For those
accompanying this blog and the ongoing saga of uncreative destruction in Rio de Janeiro there is
likely little I can report at this point that will be new or unusual. The
horrors of administrative incompetence, corruption, and a generalized lack of
concern for public welfare in both the public and private sectors occasionally converge
to produce tragedies like the one in Santa
Maria , RS two weeks ago. In Rio ,
we are simply waiting for the next disaster to occur. It is only a matter of
time. Will the Sambòdromo collapse? Will one of the overloaded ferries collide
with a super-tanker? Will a disgruntled member of the Military Police open fire
on an unruly crowd? How many people will the BRT lines kill?

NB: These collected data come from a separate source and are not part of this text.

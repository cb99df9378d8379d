//! Extfs helper for archivers following the `l`/`r`/`w`/`d` convention.
//!
//! The archiver executable and listing pattern are read from the `[generic]`
//! section of Midnight Commander's ini file.

use std::process::ExitCode;

use extfs_archive::{GenericArchive, cli};

fn main() -> ExitCode {
    cli::run::<GenericArchive>()
}
//! Display names.
//!
//! Midnight Commander's extfs parser drops the leading space of a file name
//! in a listing line, so such an entry could never be addressed again. The
//! listing therefore shows `~name` instead of ` name`, and operations map
//! the displayed name back through the snapshot.

use std::borrow::Cow;
use std::ffi::{OsStr, OsString};

/// Replace a single leading space with `~`.
///
/// Only the first byte is touched: `b"  foo"` becomes `b"~ foo"`.
pub fn map_name(name: &[u8]) -> Cow<'_, [u8]> {
    match name.split_first() {
        Some((b' ', rest)) => {
            let mut mapped = Vec::with_capacity(name.len());
            mapped.push(b'~');
            mapped.extend_from_slice(rest);
            Cow::Owned(mapped)
        }
        _ => Cow::Borrowed(name),
    }
}

/// Text form of [`map_name`].
pub fn map_name_str(name: &str) -> Cow<'_, str> {
    match name.strip_prefix(' ') {
        Some(rest) => Cow::Owned(format!("~{rest}")),
        None => Cow::Borrowed(name),
    }
}

/// Byte view of an OS string. Lossless on Unix.
pub fn os_to_bytes(s: &OsStr) -> Cow<'_, [u8]> {
    #[cfg(unix)]
    {
        use std::os::unix::ffi::OsStrExt;
        Cow::Borrowed(s.as_bytes())
    }

    #[cfg(not(unix))]
    {
        match s.to_string_lossy() {
            Cow::Borrowed(text) => Cow::Borrowed(text.as_bytes()),
            Cow::Owned(text) => Cow::Owned(text.into_bytes()),
        }
    }
}

/// OS string holding `bytes`. Lossless on Unix.
pub fn bytes_to_os(bytes: &[u8]) -> OsString {
    #[cfg(unix)]
    {
        use std::os::unix::ffi::OsStrExt;
        OsStr::from_bytes(bytes).to_os_string()
    }

    #[cfg(not(unix))]
    {
        OsString::from(String::from_utf8_lossy(bytes).into_owned())
    }
}

#[cfg(test)]
mod tests {
    use super::*;

    #[test]
    fn single_leading_space_becomes_tilde() {
        assert_eq!(&*map_name(b" foo"), b"~foo");
        assert_eq!(map_name_str(" foo"), "~foo");
    }

    #[test]
    fn only_first_space_is_replaced() {
        assert_eq!(&*map_name(b"  foo"), b"~ foo");
        assert_eq!(map_name_str("  foo"), "~ foo");
    }

    #[test]
    fn other_names_are_untouched() {
        for name in ["foo", "foo ", "dir/ foo", "~foo", ""] {
            assert!(matches!(map_name(name.as_bytes()), Cow::Borrowed(_)));
            assert_eq!(map_name_str(name), name);
        }
    }

    #[test]
    fn non_utf8_names_keep_their_bytes() {
        assert_eq!(&*map_name(b" \xff\xfe"), b"~\xff\xfe");
    }

    #[cfg(unix)]
    #[test]
    fn os_conversion_round_trips_arbitrary_bytes() {
        let raw = b"caf\xe9/ x";
        assert_eq!(&*os_to_bytes(&bytes_to_os(raw)), raw);
    }
}
//! Optional plugin settings read from Midnight Commander's ini file.
//!
//! The file is parsed once; each plugin then looks at its own section,
//! named after the plugin in lower case, and only at the keys it declares.
//! A missing file, section or option simply yields `None`.

use std::collections::HashMap;
use std::path::{Path, PathBuf};
use std::sync::LazyLock;

use regex::Regex;
use tracing::{debug, warn};

use crate::error::{Error, Result};

static SECTION_RE: LazyLock<Regex> =
    LazyLock::new(|| Regex::new(r"^\s*\[([^\]]+)\]\s*$").expect("valid section regex"));
static OPTION_RE: LazyLock<Regex> = LazyLock::new(|| {
    Regex::new(r"^\s*([^=:\s][^=:]*?)\s*[=:]\s*(.*?)\s*$").expect("valid option regex")
});

/// Location of the host configuration file: `$XDG_CONFIG_HOME/mc/ini`, or
/// `~/.config/mc/ini` when the variable is unset.
pub fn default_path() -> Option<PathBuf> {
    let base = match std::env::var_os("XDG_CONFIG_HOME") {
        Some(dir) if !dir.is_empty() => PathBuf::from(dir),
        _ => PathBuf::from(std::env::var_os("HOME")?).join(".config"),
    };
    Some(base.join("mc").join("ini"))
}

/// Every section of an ini file.
#[derive(Debug, Clone, Default)]
pub struct IniFile {
    sections: HashMap<String, HashMap<String, String>>,
}

impl IniFile {
    /// Parse ini text. An indented line directly under an option continues
    /// that option's value on a new line; a blank line ends the value.
    pub fn parse(text: &str) -> Self {
        let mut sections: HashMap<String, HashMap<String, String>> = HashMap::new();
        let mut current: Option<String> = None;
        let mut last_key: Option<String> = None;

        for line in text.lines() {
            let trimmed = line.trim();
            if trimmed.is_empty() {
                last_key = None;
                continue;
            }
            if trimmed.starts_with('#') || trimmed.starts_with(';') {
                continue;
            }
            if line.starts_with(char::is_whitespace)
                && let (Some(section), Some(key)) = (current.as_ref(), last_key.as_ref())
                && let Some(value) = sections.get_mut(section).and_then(|s| s.get_mut(key))
            {
                value.push('\n');
                value.push_str(trimmed);
                continue;
            }
            if let Some(caps) = SECTION_RE.captures(line) {
                let name = caps[1].trim().to_string();
                sections.entry(name.clone()).or_default();
                current = Some(name);
                last_key = None;
                continue;
            }
            let (Some(section), Some(caps)) = (current.as_ref(), OPTION_RE.captures(line)) else {
                last_key = None;
                continue;
            };
            let key = caps[1].to_lowercase();
            sections
                .entry(section.clone())
                .or_default()
                .insert(key.clone(), caps[2].to_string());
            last_key = Some(key);
        }

        Self { sections }
    }

    /// Read and parse `path`; an unreadable file behaves like an empty one.
    pub fn load(path: &Path) -> Self {
        match std::fs::read(path) {
            Ok(bytes) => Self::parse(&String::from_utf8_lossy(&bytes)),
            Err(err) => {
                debug!(path = %path.display(), %err, "no configuration loaded");
                Self::default()
            }
        }
    }

    pub fn section(&self, name: &str) -> Option<&HashMap<String, String>> {
        self.sections.get(name)
    }
}

/// Settings of one plugin.
#[derive(Debug, Clone, Default)]
pub struct Config {
    section: String,
    values: HashMap<String, String>,
}

impl Config {
    /// Settings for `plugin`, keeping only `keys` from its section.
    pub fn for_plugin(ini: &IniFile, plugin: &str, keys: &[&str]) -> Self {
        let section = plugin.to_lowercase();
        let mut values = HashMap::new();

        if let Some(options) = ini.section(&section) {
            for (key, value) in options {
                if keys.contains(&key.as_str()) {
                    values.insert(key.clone(), value.clone());
                } else {
                    warn!(section = %section, key = %key, "ignoring unknown option");
                }
            }
        }

        Self { section, values }
    }

    /// Load the host configuration file and pick out `plugin`'s settings.
    pub fn load(plugin: &str, keys: &[&str]) -> Self {
        let ini = default_path()
            .map(|path| IniFile::load(&path))
            .unwrap_or_default();
        Self::for_plugin(&ini, plugin, keys)
    }

    pub fn section(&self) -> &str {
        &self.section
    }

    /// Raw string value.
    pub fn get(&self, key: &str) -> Option<&str> {
        self.values.get(key).map(String::as_str)
    }

    pub fn get_bool(&self, key: &str) -> Result<Option<bool>> {
        let Some(value) = self.get(key) else {
            return Ok(None);
        };
        match value.to_lowercase().as_str() {
            "1" | "yes" | "true" | "on" => Ok(Some(true)),
            "0" | "no" | "false" | "off" => Ok(Some(false)),
            _ => Err(invalid(key, value, "boolean")),
        }
    }

    pub fn get_int(&self, key: &str) -> Result<Option<i64>> {
        self.parsed(key, "integer")
    }

    pub fn get_float(&self, key: &str) -> Result<Option<f64>> {
        self.parsed(key, "float")
    }

    fn parsed<T: std::str::FromStr>(&self, key: &str, kind: &'static str) -> Result<Option<T>> {
        self.get(key)
            .map(|value| value.parse().map_err(|_| invalid(key, value, kind)))
            .transpose()
    }
}

fn invalid(key: &str, value: &str, kind: &'static str) -> Error {
    Error::Config {
        key: key.to_string(),
        value: value.to_string(),
        kind,
    }
}
//! Listing line parsing.
//!
//! Archivers print their listings in many shapes, so field extraction is a
//! strategy supplied by each plugin through the [`LineParser`] trait. The
//! usual implementation is [`LinePattern`], a byte-oriented regular
//! expression with seven named groups:
//!
//! | group   | meaning                                   |
//! |---------|-------------------------------------------|
//! | `size`  | size in bytes, decimal                    |
//! | `perms` | symbolic permissions, kept verbatim       |
//! | `uid`   | owner id; may be empty                    |
//! | `gid`   | group id; may be empty                    |
//! | `date`  | date text, kept verbatim                  |
//! | `time`  | time text, kept verbatim                  |
//! | `fpath` | member path as the archiver expects it    |
//!
//! Lines that do not match are skipped by the caller; headers, footers and
//! blank lines are expected in archiver output.

use regex::bytes::{Captures, Regex};

use crate::error::{Error, Result};

/// Fields every listing pattern must capture.
pub const FIELDS: [&str; 7] = ["size", "perms", "uid", "gid", "date", "time", "fpath"];

/// One matched listing line, before defaults and name mapping are applied.
#[derive(Debug, Clone, PartialEq, Eq)]
pub struct ParsedLine {
    pub size: u64,
    pub perms: Vec<u8>,
    pub uid: Option<u32>,
    pub gid: Option<u32>,
    pub date: Vec<u8>,
    pub time: Vec<u8>,
    pub fpath: Vec<u8>,
}

/// Extracts entry fields from one line of archiver output.
pub trait LineParser {
    /// Parse `line` (without its trailing newline), or `None` to skip it.
    fn parse_line(&self, line: &[u8]) -> Option<ParsedLine>;
}

/// Regex-driven [`LineParser`].
#[derive(Debug, Clone)]
pub struct LinePattern {
    regex: Regex,
}

impl LinePattern {
    /// `perms uid gid size date time path`, as printed by `ls -ln`-like tools.
    ///
    /// Exactly one blank separates the time from the path so that names
    /// starting with spaces keep them.
    pub const DEFAULT: &'static str = r"(?-u)^(?P<perms>[-a-zA-Z][-a-zA-Z]{9})\s+(?P<uid>\d*)\s+(?P<gid>\d*)\s+(?P<size>\d+)\s+(?P<date>\S+)\s+(?P<time>\d{1,2}:\d{2}(?::\d{2})?)\s(?P<fpath>.+)$";

    /// Compile `pattern`, checking that it names all of [`FIELDS`].
    pub fn new(pattern: &str) -> Result<Self> {
        let regex = Regex::new(pattern)?;
        let names: Vec<&str> = regex.capture_names().flatten().collect();
        let missing: Vec<&str> = FIELDS
            .iter()
            .copied()
            .filter(|field| !names.contains(field))
            .collect();
        if !missing.is_empty() {
            return Err(Error::Pattern(format!(
                "missing named group(s): {}",
                missing.join(", ")
            )));
        }
        Ok(Self { regex })
    }

    pub fn as_str(&self) -> &str {
        self.regex.as_str()
    }
}

impl Default for LinePattern {
    fn default() -> Self {
        Self::new(Self::DEFAULT).expect("default listing pattern is valid")
    }
}

impl LineParser for LinePattern {
    fn parse_line(&self, line: &[u8]) -> Option<ParsedLine> {
        let caps = self.regex.captures(line)?;
        Some(ParsedLine {
            size: number(&caps, "size")?,
            perms: field(&caps, "perms"),
            uid: number(&caps, "uid"),
            gid: number(&caps, "gid"),
            date: field(&caps, "date"),
            time: field(&caps, "time"),
            fpath: field(&caps, "fpath"),
        })
    }
}

fn field(caps: &Captures<'_>, name: &str) -> Vec<u8> {
    caps.name(name)
        .map(|m| m.as_bytes().to_vec())
        .unwrap_or_default()
}

fn number<T: std::str::FromStr>(caps: &Captures<'_>, name: &str) -> Option<T> {
    let m = caps.name(name)?;
    std::str::from_utf8(m.as_bytes()).ok()?.parse().ok()
}
use std::ffi::OsString;
use std::path::PathBuf;

use thiserror::Error;

/// Errors raised by the archive protocol layer.
#[derive(Error, Debug)]
pub enum Error {
    #[error("No such file or directory `{}'", .0.display())]
    ArchiveNotFound(PathBuf),

    #[error("failed to start `{}': {source}", program.to_string_lossy())]
    Spawn {
        program: OsString,
        #[source]
        source: std::io::Error,
    },

    /// The archiver ran but exited unsuccessfully. `code` is `None` when it
    /// was killed by a signal.
    #[error("`{}' exited with {}", program.to_string_lossy(), describe_code(*code))]
    ToolFailed { program: OsString, code: Option<i32> },

    #[error("invalid listing pattern: {0}")]
    Pattern(String),

    #[error(transparent)]
    Regex(#[from] regex::Error),

    #[error("option `{key}' has invalid {kind} value `{value}'")]
    Config {
        key: String,
        value: String,
        kind: &'static str,
    },

    #[error("I/O error: {0}")]
    Io(#[from] std::io::Error),
}

fn describe_code(code: Option<i32>) -> String {
    match code {
        Some(code) => format!("status {code}"),
        None => "a signal".to_string(),
    }
}

// Convenient crate-wide result type
pub type Result<T> = std::result::Result<T, Error>;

In addition to administrative
incompetence and fetid cronyism, a collective lack of indignation, willful
ignorance and cruel passivity drive the creaky machinery of Brazil democrapitalism.
While the fingers can always be pointed in all directions, it doesn`t hurt to
start at the top. Reports that indicate Lula, the soon to be disgraced former
president, spent twenty million in public money on hotels in one year. Overspending
public money on luxury hotels may not be as bad as having a personal kill list,
but the repercussions of presidential attitudes across the cultural bandwidth
are undeniable. Lula, Dilma and the PT have repeatedly shown that the old ways
are the best, that collusion and corruption bring great rewards and that
business as usual is best done between old friends.
This last is a
lesson that Sergio Cabral and Eduardo Paes have taken to heart and employed to
great personal effect in Rio de Janeiro .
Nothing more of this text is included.